The Board of Directors of the Company recommends a vote “FOR” the creation and authorization of 10,000,000 Preferred B shares with a conversion ratio of 1 to 100 into common stock.
PROPOSAL NUMBER 8:
APPROVAL OF MANAGEMENT COMPENSATION GIVING INCENTIVE FOR ACQUISITIONS: APPROVAL FOR EACH OF THE THREE MEMBERS OF THE MANAGEMENT TEAM TO RECEIVE 1,000,000 OF NON-RESTRICTED PREFERRED B STOCK OPTIONS FOR EACH ACQUISITION WITH MORE THAN $40 MILLION IN SALES.
The Board of Directors has adopted a resolution unanimously approving and recommending to the Company’s shareholders to approve the stock option compensation program for the Management Team as described hereunder. The Board of Directors believes that it is critical to retain the Company’s current Management Team. The current Management Team members have not taken any salary as of September 1,2005. Consequently, the Board of Directors is seeking stockholders’ approval of a stock option compensation plan for the Management Team. The strike price will be equal to the two months average prior to signing a letter of intent with a targeted acquisition and will be granted at completion of the acquisition. One of Edgetech’s strategy components is profitable growth through the acquisition of companies that may have high synergies with Edgetech’s current Internet-related services. The Board of Directors believes that Edgetec h should complete several acquisitions in a timely manner in order to sustain its growth objectives. Acquisitions require specifics skills and experience that the current Management Team has. In order to give incentive the Management Team to complete acquisitions, the Board of Directors has approved the grant of 1,000,000 non-restricted Preferred B stock options for each of the members of the Management Team for each acquisition of a company with more than $40 million in sales. These options will be exercisable for a period of 10 years after the grant.

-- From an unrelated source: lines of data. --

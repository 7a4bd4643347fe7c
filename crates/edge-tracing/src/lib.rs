//! OTLP tracing setup and span helpers for edge-shaper.

pub mod config;
pub mod otlp;
pub mod spans;

pub use config::{LogFormat, OtlpProtocol, TracingConfig};
pub use otlp::{init_tracing, TracingGuard};
//! Per-request shaping pipeline.
//!
//! ```text
//! Inspecting ──passthrough──▶ Forwarding ───┐
//!     │                                     ├─▶ Injecting ─▶ Delivered
//!     └──synthesize──▶ Synthesizing ────────┘
//! ```
//!
//! A straight line with one branch. Both branches, and every error they
//! produce, converge on injection before the response leaves.

use axum::extract::Request;
use axum::http::header::HOST;
use axum::response::{IntoResponse, Response};
use tracing::Instrument;

use crate::proxy::correlation;
use crate::proxy::forward::Forwarder;
use crate::shape::cors::CorsInjector;
use crate::shape::inspect::{Decision, Inspector};
use crate::shape::redirect;

#[derive(Debug, Clone, Copy, PartialEq, Eq)]
pub enum Stage {
    Inspecting,
    Synthesizing,
    Forwarding,
    Injecting,
    Delivered,
}

/// Everything a request needs, built once at startup and shared read-only.
#[derive(Clone)]
pub struct Pipeline {
    inspector: Inspector,
    forwarder: Forwarder,
    injector: CorsInjector,
}

impl Pipeline {
    pub fn new(inspector: Inspector, forwarder: Forwarder, injector: CorsInjector) -> Self {
        Self {
            inspector,
            forwarder,
            injector,
        }
    }

    pub async fn run(&self, request: Request) -> Response {
        let request_id = correlation::generate_id();
        let path = request.uri().path().to_string();
        let host = request
            .headers()
            .get(HOST)
            .and_then(|v| v.to_str().ok())
            .unwrap_or("-")
            .to_string();
        let span = edge_tracing::edge_request_span!(&request_id, request.method(), &host, &path);

        async {
            enter(Stage::Inspecting);
            let decision = self.inspector.inspect(request.uri(), request.headers());
            tracing::Span::current().record("decision", decision.label());

            let mut response = match decision {
                Decision::Synthesize(intent) => {
                    enter(Stage::Synthesizing);
                    tracing::debug!(location = %intent.target(), "Redirecting to https");
                    redirect::synthesize(intent).unwrap_or_else(|e| {
                        tracing::error!(error = %e, "Redirect synthesis failed");
                        e.into_response()
                    })
                }
                Decision::Passthrough => {
                    enter(Stage::Forwarding);
                    self.forwarder
                        .forward(request, &request_id)
                        .await
                        .unwrap_or_else(IntoResponse::into_response)
                }
            };

            enter(Stage::Injecting);
            self.injector.inject(&path, response.headers_mut());

            tracing::Span::current().record("status", response.status().as_u16());
            enter(Stage::Delivered);
            response
        }
        .instrument(span)
        .await
    }
}

fn enter(stage: Stage) {
    tracing::debug!(stage = ?stage, "Pipeline stage");
}
//! Axum HTTP server: router, listeners, graceful shutdown.

use std::net::SocketAddr;
use std::sync::Arc;

use anyhow::Context;
use axum::extract::{Request, State};
use axum::response::Response;
use axum::Router;
use tokio::net::TcpListener;
use tokio::sync::watch;
use tokio::task::JoinSet;
use tower_http::trace::TraceLayer;

use crate::pipeline::Pipeline;

/// Shared application state.
#[derive(Clone)]
pub struct AppState {
    pub pipeline: Pipeline,
}

/// Every method and path goes through the pipeline; the edge owns no routes.
pub fn router(state: AppState) -> Router {
    Router::new()
        .fallback(handle_request)
        .layer(TraceLayer::new_for_http())
        .with_state(Arc::new(state))
}

/// Bind every listen address, serve until a shutdown signal, then drain.
pub async fn run(listen_addresses: &[String], state: AppState) -> anyhow::Result<()> {
    let listeners = bind_all(listen_addresses).await?;

    let (shutdown_tx, shutdown_rx) = watch::channel(false);
    tokio::spawn(async move {
        shutdown_signal().await;
        let _ = shutdown_tx.send(true);
    });

    serve_all(listeners, router(state), shutdown_rx).await?;

    tracing::info!("edge-shaper shut down gracefully");
    Ok(())
}

/// Bind all addresses before serving any, so a bad address aborts startup.
async fn bind_all(listen_addresses: &[String]) -> anyhow::Result<Vec<TcpListener>> {
    let mut listeners = Vec::with_capacity(listen_addresses.len());
    for address in listen_addresses {
        let listener = TcpListener::bind(address)
            .await
            .with_context(|| format!("failed to bind {address}"))?;
        tracing::info!(address = %address, "edge-shaper listening");
        listeners.push(listener);
    }
    Ok(listeners)
}

/// Serve `app` on each listener until `shutdown` flips to `true`.
async fn serve_all(
    listeners: Vec<TcpListener>,
    app: Router,
    shutdown: watch::Receiver<bool>,
) -> anyhow::Result<()> {
    let mut servers = JoinSet::new();
    for listener in listeners {
        let app = app.clone();
        let mut shutdown = shutdown.clone();
        servers.spawn(async move {
            axum::serve(
                listener,
                app.into_make_service_with_connect_info::<SocketAddr>(),
            )
            .with_graceful_shutdown(async move {
                let _ = shutdown.wait_for(|stop| *stop).await;
            })
            .await
        });
    }

    while let Some(joined) = servers.join_next().await {
        joined.context("listener task panicked")??;
    }
    Ok(())
}

async fn handle_request(State(state): State<Arc<AppState>>, request: Request) -> Response {
    state.pipeline.run(request).await
}

/// Wait for SIGINT (Ctrl+C) or, on unix, SIGTERM from a process supervisor.
async fn shutdown_signal() {
    let ctrl_c = async {
        if let Err(e) = tokio::signal::ctrl_c().await {
            tracing::error!(error = %e, "Failed to listen for Ctrl+C");
            std::future::pending::<()>().await;
        }
    };

    #[cfg(unix)]
    let terminate = async {
        match tokio::signal::unix::signal(tokio::signal::unix::SignalKind::terminate()) {
            Ok(mut signal) => {
                signal.recv().await;
            }
            Err(e) => {
                tracing::error!(error = %e, "Failed to listen for SIGTERM");
                std::future::pending::<()>().await;
            }
        }
    };

    #[cfg(not(unix))]
    let terminate = std::future::pending::<()>();

    tokio::select! {
        _ = ctrl_c => {},
        _ = terminate => {},
    }
    tracing::info!("Shutdown signal received, draining connections...");
}

#[cfg(test)]
mod tests {
    use super::*;
    use crate::config::{CorsConfig, RedirectConfig};
    use crate::proxy::forward::Forwarder;
    use crate::shape::cors::CorsInjector;
    use crate::shape::inspect::Inspector;
    use crate::testing::MockBackend;

    fn client() -> reqwest::Client {
        reqwest::Client::builder()
            .redirect(reqwest::redirect::Policy::none())
            .no_proxy()
            .build()
            .unwrap()
    }

    #[tokio::test]
    async fn test_serves_redirects_and_forwards_until_shutdown() {
        let backend = MockBackend::start().await;
        let state = AppState {
            pipeline: Pipeline::new(
                Inspector::new(&RedirectConfig::default()),
                Forwarder::new(&backend.config(), 1024 * 1024).unwrap(),
                CorsInjector::new(&CorsConfig::default()).unwrap(),
            ),
        };

        let listener = TcpListener::bind("127.0.0.1:0").await.unwrap();
        let addr = listener.local_addr().unwrap();
        let (shutdown_tx, shutdown_rx) = watch::channel(false);
        let server = tokio::spawn(serve_all(vec![listener], router(state), shutdown_rx));

        let client = client();

        let redirect = client
            .get(format!("http://{addr}/foo"))
            .header("host", "connect.ilhasoft.mobi")
            .send()
            .await
            .unwrap();
        assert_eq!(redirect.status(), reqwest::StatusCode::MOVED_PERMANENTLY);
        assert_eq!(
            redirect.headers()["location"],
            "https://connect.ilhasoft.mobi/foo"
        );
        assert_eq!(redirect.headers()["access-control-allow-origin"], "*");
        assert_eq!(backend.hits(), 0);

        let forwarded = client
            .get(format!("http://{addr}/"))
            .header("host", "other.example.com")
            .send()
            .await
            .unwrap();
        assert_eq!(forwarded.status(), reqwest::StatusCode::OK);
        assert_eq!(forwarded.headers()["access-control-allow-origin"], "*");
        assert_eq!(forwarded.headers()["x-seen-forwarded-for"], "127.0.0.1");
        assert_eq!(forwarded.text().await.unwrap(), "backend:/");
        assert_eq!(backend.hits(), 1);

        // Close pooled keep-alive connections so draining finishes
        drop(client);
        shutdown_tx.send(true).unwrap();
        server.await.unwrap().unwrap();
    }

    #[tokio::test]
    async fn test_bind_failure_names_address() {
        let err = bind_all(&["not-an-address".to_string()]).await.unwrap_err();
        assert!(err.to_string().contains("not-an-address"));
    }
}
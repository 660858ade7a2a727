//! Email Address

use std::{fmt, str::FromStr};

use lettre::Address;
use thiserror::Error;

use EmailAddressError::*;

/// An error that can occur when creating an email address
#[derive(Debug, Error)]
pub enum EmailAddressError {
    /// The email address is empty
    #[error("email is empty")]
    EmptyEmailAddress,

    /// The email address is invalid
    #[error("email is invalid")]
    InvalidEmailAddress,
}

/// An email address
#[derive(Clone, Debug, PartialEq, Eq)]
pub struct EmailAddress(Address);

impl EmailAddress {
    /// Create a new email address
    pub fn new(raw: &str) -> Result<Self, EmailAddressError> {
        let trimmed = raw.trim();

        if trimmed.is_empty() {
            return Err(EmptyEmailAddress);
        }

        let address = trimmed.parse::<Address>().map_err(|_| InvalidEmailAddress)?;

        Ok(Self(address))
    }

    /// The underlying mailbox address
    pub fn address(&self) -> &Address {
        &self.0
    }
}

impl FromStr for EmailAddress {
    type Err = EmailAddressError;

    fn from_str(s: &str) -> Result<Self, Self::Err> {
        Self::new(s)
    }
}

impl fmt::Display for EmailAddress {
    fn fmt(&self, f: &mut fmt::Formatter<'_>) -> fmt::Result {
        write!(f, "{}", self.0)
    }
}

impl From<EmailAddress> for String {
    fn from(email: EmailAddress) -> Self {
        email.0.to_string()
    }
}
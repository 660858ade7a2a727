//! Notification body rendering

use super::FormField;

/// Separator between the header and the submitted fields
const DETAILS_SEPARATOR: &str = "--- Details ---";

/// A rendered notification body in both formats
#[derive(Clone, Debug, PartialEq, Eq)]
pub struct RenderedBody {
    /// The plain text body
    pub plain: String,

    /// The HTML body
    pub html: String,
}

/// Renders a submission into plain text and HTML bodies.
///
/// The plain body is a header naming `source`, a blank line, a separator and
/// one `Readable key: value` line per field in the given order. The HTML body
/// has the same lines, escaped, joined with `<br>`.
pub fn render(source: &str, fields: &[FormField]) -> RenderedBody {
    let mut lines = Vec::with_capacity(fields.len() + 3);

    lines.push(format!(
        "A new submission was received from the {source} form."
    ));
    lines.push(String::new());
    lines.push(DETAILS_SEPARATOR.to_string());

    for field in fields {
        lines.push(format!("{}: {}", readable_key(&field.name), field.value));
    }

    let html = lines
        .iter()
        .map(|line| escape_html(line))
        .collect::<Vec<_>>()
        .join("<br>");

    RenderedBody {
        plain: lines.join("\n"),
        html,
    }
}

/// `phone_number` -> `Phone number`. Everything after the first character is
/// lower-cased.
fn readable_key(key: &str) -> String {
    let spaced = key.replace('_', " ");
    let mut chars = spaced.chars();

    match chars.next() {
        Some(first) => first
            .to_uppercase()
            .chain(chars.flat_map(char::to_lowercase))
            .collect(),
        None => String::new(),
    }
}

fn escape_html(s: &str) -> String {
    s.replace('&', "&amp;")
        .replace('<', "&lt;")
        .replace('>', "&gt;")
        .replace('"', "&quot;")
        .replace('\'', "&#x27;")
}
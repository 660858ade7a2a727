#![warn(
    missing_debug_implementations,
    rust_2018_idioms,
    missing_docs,
    rustdoc::broken_intra_doc_links,
    rustdoc::missing_crate_level_docs
)]

//! Sends a single form submission from the command line

use std::process::ExitCode;

use anyhow::{anyhow, Result};
use clap::Parser;
use form_relay::{
    domain::submissions::{FormField, Submission, SubmissionService},
    infrastructure::config::{load_environment, RelayConfig},
};
use tracing_subscriber::EnvFilter;

/// Command-line arguments / environment variables
#[derive(Debug, Parser)]
#[command(about = "Relay one form submission to the target mailbox")]
pub struct Args {
    /// The relay configuration
    #[clap(flatten)]
    pub relay: RelayConfig,

    /// The subject of the notification
    #[clap(long)]
    pub subject: String,

    /// The form the submission came from, e.g. "Join Us"
    #[clap(long)]
    pub source: String,

    /// A submitted field as `name=value`, may be repeated
    #[clap(long = "field", value_parser = parse_field)]
    pub fields: Vec<FormField>,
}

fn parse_field(raw: &str) -> Result<FormField> {
    let (name, value) = raw
        .split_once('=')
        .ok_or_else(|| anyhow!("expected name=value, got `{raw}`"))?;

    Ok(FormField::new(name.trim(), value))
}

#[mutants::skip]
#[tokio::main]
async fn main() -> Result<ExitCode> {
    load_environment()?;

    tracing_subscriber::fmt()
        .with_env_filter(
            EnvFilter::try_from_default_env().unwrap_or_else(|_| EnvFilter::new("info")),
        )
        .init();

    let args = Args::parse();

    let submission = Submission::new(&args.source, &args.subject, args.fields);

    match args.relay.submission_service().relay_submission(&submission).await {
        Ok(()) => {
            println!("Email sent to {}", args.relay.target);
            Ok(ExitCode::SUCCESS)
        }
        Err(e) => {
            eprintln!("Email not sent: {e}");
            Ok(ExitCode::FAILURE)
        }
    }
}

#[cfg(test)]
mod tests {
    use super::*;

    #[test]
    fn test_parse_field_splits_on_first_equals() {
        let field = parse_field("message=a=b").expect("valid field");

        assert_eq!(field, FormField::new("message", "a=b"));
    }

    #[test]
    fn test_parse_field_requires_equals() {
        assert!(parse_field("phone").is_err());
    }
}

The Board of Directors of the Company recommends a vote “FOR” the authorization of the stock options grant of 1,000,000 non-restricted Class B Preferred stock options for each member of the Management Team for each acquisition with more than $40 million in sales.
PROPOSAL NUMBER 9:
APPROVAL OF MANAGEMENT COMPENSATION GIVING INCENTIVE FOR ACQUISITIONS OF PROFITABLE COMPANIES: APPROVAL FOR EACH OF THE THREE MEMBERS OF THE MANAGEMENT TEAM TO RECEIVE THE EQUIVALENT OF 5% OF THE PURCHASE PRICE IN NON-RESTRICTED PREFERRED B STOCK OPTION FOR EACH ACQUISITION WITH LESS THAN $40 MILLION IN SALES.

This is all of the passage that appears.